== Work instructions ==
An exact reprint of the data below is required, line for line.

== Data records ==
◆ ◆ ◆ ◆ ◆ ◆ ◆

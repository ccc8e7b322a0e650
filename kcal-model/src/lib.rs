#[cfg(feature = "serde")]
pub mod api;
pub mod biometrics;
pub mod estimate;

◆ ◆ ◆ ◆ ◆ ◆ ◆

== Answer for the task ==
repository ccc8e7b322a0e650
filename kcal-model/src/lib.rs
#[cfg(feature = "serde")]
pub mod api;
pub mod biometrics;
pub mod estimate;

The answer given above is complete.